FIGURE 5:

Oxidative stress alters Sch9 localization and inhibits TORC1-Sch9 signaling. (A) Western blot analysis of the C-terminal fragment of Sch9-5HA (yet515) and Atg13 (yet562). Cells in mid–log phase were treated with SDC (control), SDC + 2 mM H₂O₂ (oxidative stress), SDC at 42°C (heat stress), SD−N (nitrogen depletion), or SDC + 200 ng/ml rapamycin (TORC1 inhibitor) for 30 min, and the lysates were subjected to Western blotting. (B) Western blot analysis of the C-terminal fragment of Sch9-5HA (yet515), Npr1-13myc (yet610), and Atg13 (yet562).
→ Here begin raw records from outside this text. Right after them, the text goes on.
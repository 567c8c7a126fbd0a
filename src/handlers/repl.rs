use anyhow::{Context, Result};
use colored::*;
use log::debug;
use std::io::{self, BufRead, Write};
use crate::handlers::confirm_suggestion;
use crate::terminal::{NOT_UNDERSTOOD_MESSAGE, SUCCESS_MESSAGE, Terminal};

const EXIT_WORDS: &[&str] = &["exit", "quit"];

fn prompt(terminal: &Terminal) -> String {
    format!("{} {} $ ", ">".green(), terminal.ctx.cwd.display().to_string().blue())
}

fn render(message: &str) -> String {
    if message.starts_with("Error:") || message == NOT_UNDERSTOOD_MESSAGE {
        message.red().to_string()
    } else if message == SUCCESS_MESSAGE {
        message.green().to_string()
    } else if message.starts_with("[DRY-RUN]") {
        message.yellow().to_string()
    } else {
        message.trim_end().to_string()
    }
}

pub fn handle_repl(terminal: &mut Terminal, assume_yes: bool) -> Result<()> {
    // Ctrl-C reaches the running child (same process group) but must not end the session.
    ctrlc::set_handler(|| debug!("Interrupt received")).context("Failed to install Ctrl-C handler")?;

    println!("{}", "AI-Powered Terminal".cyan());
    println!("{}", "Type 'exit' to quit".cyan());

    let stdin = io::stdin();
    let mut line = String::new();
    loop {
        print!("{}", prompt(terminal));
        io::stdout().flush().context("Failed to flush stdout")?;

        line.clear();
        match stdin.lock().read_line(&mut line) {
            Ok(0) => break,
            Ok(_) => {}
            Err(e) if e.kind() == io::ErrorKind::Interrupted => {
                println!();
                continue;
            }
            Err(e) => return Err(e).context("Failed to read input"),
        }

        let input = line.trim();
        if EXIT_WORDS.contains(&input.to_lowercase().as_str()) {
            println!("{}", "Goodbye!".yellow());
            break;
        }

        match terminal.process(input, |s| confirm_suggestion(s, assume_yes)) {
            Ok(Some(message)) => println!("{}", render(&message)),
            Ok(None) => {}
            Err(e) => println!("{}", format!("Error: {:#}", e).red()),
        }
    }
    Ok(())
}
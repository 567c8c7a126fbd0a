use std::fmt;

/// Every program name the terminal knows about. Only a subset is allowed to run.
#[derive(Debug, Clone, Copy, PartialEq, Eq, Hash)]
pub enum Program {
    Ls,
    Cd,
    Mkdir,
    Rm,
    Rmdir,
    Cp,
    Mv,
    Cat,
    Echo,
    Touch,
    Pwd,
}

impl Program {
    pub fn from_name(name: &str) -> Option<Self> {
        match name.to_lowercase().as_str() {
            "ls" => Some(Program::Ls),
            "cd" => Some(Program::Cd),
            "mkdir" => Some(Program::Mkdir),
            "rm" => Some(Program::Rm),
            "rmdir" => Some(Program::Rmdir),
            "cp" => Some(Program::Cp),
            "mv" => Some(Program::Mv),
            "cat" => Some(Program::Cat),
            "echo" => Some(Program::Echo),
            "touch" => Some(Program::Touch),
            "pwd" => Some(Program::Pwd),
            _ => None,
        }
    }

    pub fn as_str(self) -> &'static str {
        match self {
            Program::Ls => "ls",
            Program::Cd => "cd",
            Program::Mkdir => "mkdir",
            Program::Rm => "rm",
            Program::Rmdir => "rmdir",
            Program::Cp => "cp",
            Program::Mv => "mv",
            Program::Cat => "cat",
            Program::Echo => "echo",
            Program::Touch => "touch",
            Program::Pwd => "pwd",
        }
    }
}

#[derive(Debug, Clone, PartialEq, Eq)]
pub enum CommandName {
    Known(Program),
    Unknown(String),
}

impl CommandName {
    pub fn parse(name: &str) -> Self {
        match Program::from_name(name) {
            Some(p) => CommandName::Known(p),
            None => CommandName::Unknown(name.to_string()),
        }
    }

    /// The name as handed to the OS. Known programs use their canonical spelling.
    pub fn as_str(&self) -> &str {
        match self {
            CommandName::Known(p) => p.as_str(),
            CommandName::Unknown(s) => s,
        }
    }
}

impl fmt::Display for CommandName {
    fn fmt(&self, f: &mut fmt::Formatter<'_>) -> fmt::Result {
        f.write_str(self.as_str())
    }
}

#[derive(Debug, Clone, PartialEq, Eq)]
pub struct ArgumentNode {
    pub text: String,
}

// Root of a parsed line: a program and its positional arguments.
#[derive(Debug, Clone, PartialEq, Eq)]
pub struct CommandNode {
    pub name: CommandName,
    pub arguments: Vec<ArgumentNode>,
}

impl CommandNode {
    pub fn new(name: CommandName) -> Self {
        Self { name, arguments: Vec::new() }
    }

    #[cfg(test)]
    pub fn with_args<I, S>(name: &str, args: I) -> Self
    where
        I: IntoIterator<Item = S>,
        S: Into<String>,
    {
        Self {
            name: CommandName::parse(name),
            arguments: args.into_iter().map(|a| ArgumentNode { text: a.into() }).collect(),
        }
    }

    pub fn push_arg(&mut self, text: &str) {
        self.arguments.push(ArgumentNode { text: text.to_string() });
    }

    pub fn args(&self) -> impl Iterator<Item = &str> {
        self.arguments.iter().map(|a| a.text.as_str())
    }

    /// `[name] ++ arguments`, in order.
    pub fn argv(&self) -> Vec<String> {
        let mut argv = Vec::with_capacity(self.arguments.len() + 1);
        argv.push(self.name.as_str().to_string());
        argv.extend(self.args().map(str::to_string));
        argv
    }
}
Cells in mid–log phase were treated with 2 mM H₂O₂ in SDC, and the lysates were subjected to Western blotting at each time point. (C) Quantification of the band shift data of Npr1 and Sch9 from B (Npr1: n = 5, Sch9: n = 3). Error bars represent 95% confidence intervals. (D) Representative images of control or oxidative stress-induced (treated with 2 mM H₂O₂ for 30 min) cells expressing Sch9-2GFP and Ego3-3mCherry (yet765) during mid–log phase in SDC medium. Ego3-3mCherry was used as a vacuolar marker. Scale bar = 5 µm. (E) Quantification of the ratio of Sch9 fluorescence intensity of vacuolar membranes to that of the cytoplasm. Related to D. A ratio of 1.00 means no enrichment on vacuolar membranes. To calculate the p value, we applied the Brunner-Munzel test. *p < 0.005.